In 2018, the value of the global over-the-counter (OTC) derivatives market continued a decline that began in the wake of the global financial crisis, according to new data from the Bank for International Settlements (BIS).
The BIS reports that the market value of OTC derivatives fell from $10.3 trillion (all figures in U.S dollars) in June 2018 to $9.7 trillion at the end of the year.
Market value for OTC derivatives has been declining since the financial crisis, the BIS said. By comparison, derivatives market value sat at $35 trillion at the end of 2008.
Additionally, gross credit exposures also dropped to their lowest level since the crisis in 2018, the BIS reported.
Gross credit exposure, which adjusts market values to reflect enforceable bilateral netting agreements, dropped to $2.3 trillion at the end of 2018.
The notional amount of OTC derivatives also declined from from $595 trillion in June 2018 to $544 trillion over the same period.

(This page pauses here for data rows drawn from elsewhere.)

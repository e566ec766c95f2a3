// SPDX-License-Identifier: AGPL-3.0-or-later
//
// Copyright (C) 2025 Daniel Negri
//
// This program is free software: you can redistribute it and/or modify
// it under the terms of the GNU Affero General Public License as published by
// the Free Software Foundation, either version 3 of the License, or
// (at your option) any later version.
//
// This program is distributed in the hope that it will be useful,
// but WITHOUT ANY WARRANTY; without even the implied warranty of
// MERCHANTABILITY or FITNESS FOR A PARTICULAR PURPOSE. See the
// GNU Affero General Public License for more details.
//
// You should have received a copy of the GNU Affero General Public License
// along with this program. If not, see <https://www.gnu.org/licenses/>.

use clap::{Parser, ValueEnum};
use csv::{ReaderBuilder, Trim, Writer};
use rust_decimal::Decimal;
use serde::Deserialize;
use std::fs::File;
use std::io::{BufReader, Read, Write};
use std::path::PathBuf;
use std::process;
use storefront_rs::{Engine, OrderId, ProductId, UserId};
use tracing_subscriber::EnvFilter;

/// Storefront Engine - Replay commerce operation CSV files
///
/// Reads a script of catalog/cart/order operations from a CSV file, applies
/// them in order against a fresh engine, and writes the final state to
/// stdout.
#[derive(Parser, Debug)]
#[command(name = "storefront-rs")]
#[command(about = "A cart-to-order engine that replays commerce CSV scripts", long_about = None)]
struct Args {
    /// Path to CSV file with operations
    ///
    /// Expected format: op,user,ref,quantity,price,name
    /// Example: cargo run -- script.csv > products.csv
    #[arg(value_name = "FILE")]
    input: PathBuf,

    /// Which final state to write to stdout
    #[arg(long, value_enum, default_value = "products")]
    report: Report,
}

#[derive(Debug, Clone, Copy, PartialEq, Eq, ValueEnum)]
enum Report {
    /// Final product states (id, name, price, stock)
    Products,
    /// Final order states (id, user, status, total)
    Orders,
}

fn main() {
    tracing_subscriber::fmt()
        .with_env_filter(EnvFilter::from_default_env())
        .with_writer(std::io::stderr)
        .init();

    let args = Args::parse();

    let file = match File::open(&args.input) {
        Ok(f) => f,
        Err(e) => {
            eprintln!("Error opening file '{}': {}", args.input.display(), e);
            process::exit(1);
        }
    };

    let engine = match process_script(BufReader::new(file)) {
        Ok(engine) => engine,
        Err(e) => {
            eprintln!("Error processing script: {}", e);
            process::exit(1);
        }
    };

    let result = match args.report {
        Report::Products => write_products(&engine, std::io::stdout()),
        Report::Orders => write_orders(&engine, std::io::stdout()),
    };
    if let Err(e) = result {
        eprintln!("Error writing output: {}", e);
        process::exit(1);
    }
}

/// Raw CSV record matching the input format.
///
/// Fields: `op, user, ref, quantity, price, name`
/// - `ref` is a product ID for catalog/cart ops, an order ID for `cancel`.
#[derive(Debug, Deserialize)]
struct CsvRecord {
    op: String,
    #[serde(deserialize_with = "csv::invalid_option")]
    user: Option<u32>,
    #[serde(rename = "ref", deserialize_with = "csv::invalid_option")]
    reference: Option<u64>,
    #[serde(deserialize_with = "csv::invalid_option")]
    quantity: Option<u32>,
    #[serde(deserialize_with = "csv::invalid_option")]
    price: Option<Decimal>,
    name: Option<String>,
}

/// One commerce operation.
#[derive(Debug)]
enum Op {
    Product {
        id: ProductId,
        name: String,
        price: Decimal,
        stock: u32,
    },
    Add {
        user: UserId,
        product: ProductId,
        quantity: u32,
    },
    Update {
        user: UserId,
        product: ProductId,
        quantity: u32,
    },
    Remove {
        user: UserId,
        product: ProductId,
    },
    Clear {
        user: UserId,
    },
    Checkout {
        user: UserId,
    },
    Cancel {
        order: OrderId,
    },
}

impl CsvRecord {
    /// Converts a CSV record to an operation.
    ///
    /// Returns `None` for unknown ops or missing required fields.
    fn into_op(self) -> Option<Op> {
        let product = || self.reference.and_then(|r| u32::try_from(r).ok());

        match self.op.to_lowercase().as_str() {
            "product" => {
                let id = ProductId(product()?);
                Some(Op::Product {
                    id,
                    name: match self.name {
                        Some(name) if !name.is_empty() => name,
                        _ => format!("product-{id}"),
                    },
                    price: self.price?,
                    stock: self.quantity?,
                })
            }
            "add" => Some(Op::Add {
                user: UserId(self.user?),
                product: ProductId(product()?),
                quantity: self.quantity?,
            }),
            "update" => Some(Op::Update {
                user: UserId(self.user?),
                product: ProductId(product()?),
                quantity: self.quantity?,
            }),
            "remove" => Some(Op::Remove {
                user: UserId(self.user?),
                product: ProductId(product()?),
            }),
            "clear" => Some(Op::Clear {
                user: UserId(self.user?),
            }),
            "checkout" => Some(Op::Checkout {
                user: UserId(self.user?),
            }),
            "cancel" => Some(Op::Cancel {
                order: OrderId(self.reference?),
            }),
            _ => None,
        }
    }
}

/// Replays an operation script from a CSV reader.
///
/// This function uses streaming parsing to handle arbitrarily large scripts
/// without loading the entire file into memory. Malformed rows and failing
/// operations are skipped.
///
/// # CSV Format
///
/// Expected columns: `op, user, ref, quantity, price, name`
/// - `op`: Operation (product, add, update, remove, clear, checkout, cancel)
/// - `user`: User ID (u32; cart and checkout ops)
/// - `ref`: Product ID, or order ID for `cancel`
/// - `quantity`: Line quantity, or initial stock for `product`
/// - `price`: Decimal unit price (`product` only)
/// - `name`: Product name (`product` only, optional)
///
/// # Example
///
/// ```csv
/// op,user,ref,quantity,price,name
/// product,,1,5,10.00,Widget
/// add,1,1,2,,
/// checkout,1,,,,
/// ```
///
/// # Errors
///
/// Returns a CSV error if the reader fails or the CSV structure is invalid.
/// Individual operation errors are logged but don't stop processing.
pub fn process_script<R: Read>(reader: R) -> Result<Engine, csv::Error> {
    let engine = Engine::new();

    let mut rdr = ReaderBuilder::new()
        .trim(Trim::All) // Handle whitespace in fields like " checkout "
        .flexible(true) // Allow missing trailing fields
        .has_headers(true) // Skip first row as header
        .from_reader(reader);

    for result in rdr.deserialize::<CsvRecord>() {
        match result {
            Ok(record) => {
                let Some(op) = record.into_op() else {
                    tracing::debug!("skipping invalid operation record");
                    continue;
                };

                // Apply the operation, skipping failures
                if let Err(e) = apply(&engine, op) {
                    tracing::debug!("skipping operation: {e}");
                }
            }
            Err(e) => {
                // Skip malformed rows
                tracing::debug!("skipping malformed row: {e}");
                continue;
            }
        }
    }

    Ok(engine)
}

fn apply(engine: &Engine, op: Op) -> Result<(), storefront_rs::StoreError> {
    match op {
        Op::Product {
            id,
            name,
            price,
            stock,
        } => engine.inventory().add_product(id, name, price, stock),
        Op::Add {
            user,
            product,
            quantity,
        } => engine.add_item(user, product, quantity).map(|_| ()),
        Op::Update {
            user,
            product,
            quantity,
        } => engine.update_item(user, product, quantity).map(|_| ()),
        Op::Remove { user, product } => engine.remove_item(user, product).map(|_| ()),
        Op::Clear { user } => {
            engine.clear_cart(user);
            Ok(())
        }
        Op::Checkout { user } => engine.create_order_from_cart(user).map(|_| ()),
        Op::Cancel { order } => engine.cancel_order(order).map(|_| ()),
    }
}

/// Write final product states to a CSV writer.
///
/// # CSV Format
///
/// Columns: `id, name, price, stock`, ordered by product ID, prices rounded
/// to 2 decimal places.
///
/// # Errors
///
/// Returns a CSV error if writing fails.
pub fn write_products<W: Write>(engine: &Engine, writer: W) -> Result<(), csv::Error> {
    let mut wtr = Writer::from_writer(writer);

    for product in engine.inventory().products() {
        wtr.serialize(product.as_ref())?;
    }

    wtr.flush()?;
    Ok(())
}

/// Write final order states to a CSV writer.
///
/// # CSV Format
///
/// Columns: `id, user, status, total`, in creation order.
///
/// # Errors
///
/// Returns a CSV error if writing fails.
pub fn write_orders<W: Write>(engine: &Engine, writer: W) -> Result<(), csv::Error> {
    let mut wtr = Writer::from_writer(writer);

    for order in engine.orders() {
        wtr.serialize(order.as_ref())?;
    }

    wtr.flush()?;
    Ok(())
}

The drop in notional value is being driven by a decline in U.S. dollar interest rate derivative contracts, the BIS said.
While interest rate derivatives have dropped significantly in the years since the crisis, the value of foreign exchange OTC contracts has remained relatively stable, it noted.
The BIS also reports that the share of OTC derivatives cleared through central counterparties remained near 75% for interest rate contracts, and 55% for credit default swaps (CDS), in the second half of 2018.
While central clearing has grown steadily since the crisis, that growth has levelled off over the past couple of years, the BIS said.
“The rise of central clearing has been an important structural change in OTC derivatives markets over the past decade,” the BIS said. “This change has gone hand in hand with an increase in trade compression — the elimination of economically redundant derivatives positions — both of which primarily affected interest rate contracts, driving down their market values.”
The BIS said that market values for foreign exchange contracts have been less affected by these developments.